Re: What is it to "Oppose" an Organ's Natural Function?

iwpoe wrote:

Here's a question: are male nocturnal emissions themselves violation of the natural law?

No.

iwpoe wrote:

It's not clear to me that intent is required for a violation.

It is.

 

7/25/2015 6:11 pm  #22


Re: What is it to "Oppose" an Organ's Natural Function?

Well, why? The whole point is that the law is supposed to reflect a greater natural order by which you are supposed to direct your will- that's the whole point of all the telos talk: X faculty has Y telos and activity A uses X to thwart Y.

Clearly the faculty engages itself and then thwarts its own end in some sense. Granted that's not a misdirection of the will but my worry is about the order of the body itself- particularly whether Y is correctly understood.

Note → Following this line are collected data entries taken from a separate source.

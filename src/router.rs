use crate::docs::ApiDoc;
use crate::logging::logging_middleware;
use crate::modules::announcements::init_announcements_router;
use crate::modules::auth::init_auth_router;
use crate::modules::classes::init_classes_router;
use crate::modules::dashboard::init_dashboard_router;
use crate::modules::events::init_events_router;
use crate::modules::grades::init_grades_router;
use crate::modules::students::init_students_router;
use crate::modules::subjects::init_subjects_router;
use crate::modules::teachers::init_teachers_router;
use crate::modules::timetable::init_timetable_router;
use crate::state::AppState;
use crate::utils::response::ApiResponse;
use axum::http::{HeaderValue, Method};
use axum::routing::get;
use axum::{Json, Router, middleware};
use tower_http::cors::CorsLayer;
use utoipa::OpenApi;
use utoipa_scalar::{Scalar, Servable as _};
use utoipa_swagger_ui::SwaggerUi;

pub fn init_router(state: AppState) -> Router {
    Router::new()
        .merge(SwaggerUi::new("/swagger-ui").url("/api-docs/openapi.json", ApiDoc::openapi()))
        .merge(Scalar::with_url("/scalar", ApiDoc::openapi()))
        .nest(
            "/api",
            Router::new()
                .route("/health", get(health_check))
                .nest("/auth", init_auth_router())
                .nest("/teachers", init_teachers_router())
                .nest("/students", init_students_router())
                .nest("/classes", init_classes_router())
                .nest("/subjects", init_subjects_router())
                .nest("/grades", init_grades_router())
                .nest("/timetable", init_timetable_router())
                .nest("/calendar", init_events_router())
                .nest("/announcements", init_announcements_router())
                .nest("/dashboard", init_dashboard_router()),
        )
        .with_state(state.clone())
        .layer({
            let allowed_origins: Vec<HeaderValue> = state
                .cors_config
                .allowed_origins
                .iter()
                .filter_map(|origin| origin.parse().ok())
                .collect();

            CorsLayer::new()
                .allow_origin(allowed_origins)
                .allow_methods([
                    Method::GET,
                    Method::POST,
                    Method::PUT,
                    Method::PATCH,
                    Method::DELETE,
                    Method::OPTIONS,
                ])
                .allow_headers([
                    axum::http::header::AUTHORIZATION,
                    axum::http::header::CONTENT_TYPE,
                    axum::http::header::ACCEPT,
                ])
                .allow_credentials(true)
        })
        .layer(middleware::from_fn(logging_middleware))
}

#[utoipa::path(
    get,
    path = "/api/health",
    responses((status = 200, description = "Service is up")),
    tag = "Health"
)]
pub async fn health_check() -> Json<ApiResponse<()>> {
    Json(ApiResponse::message("Learnroot API is running"))
}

Last edited by iwpoe (7/25/2015 6:15 pm)


Fighting to the death "the noonday demon" of Acedia.
My Books
It is precisely “values” that are the powerless and threadbare mask of the objectification of beings, an objectification that has become flat and devoid of background. No one dies for mere values.
~Martin Heidegger
 

7/25/2015 6:52 pm  #23


Re: What is it to "Oppose" an Organ's Natural Function?

iwpoe wrote:

Well, why? The whole point is that the law is supposed to reflect a greater natural order by which you are supposed to direct your will[.] . . .Granted that's not a misdirection of the will[.]

I think you've just answered your own question. http://cdn.boardhost.com/emoticons/grin.png

Moreover, I don't think it's at all "clear" that a nocturnal emission in some way involves a faculty engaging itself. A faculty is a faculty of the organism as a whole, not of some of its parts. You may be falling back into "organ-level thinking" here.

Now, if your question is whether nocturnal emissions might be symptoms of a strictly bodily disorder, then yes, I suppose in principle they might. But even if there were such an underlying disorder, in and of itself it would be no more a violation of "natural law" than a head cold is -- and the associated nocturnal emissions would be no more a violation of "natural law" than sneezing is.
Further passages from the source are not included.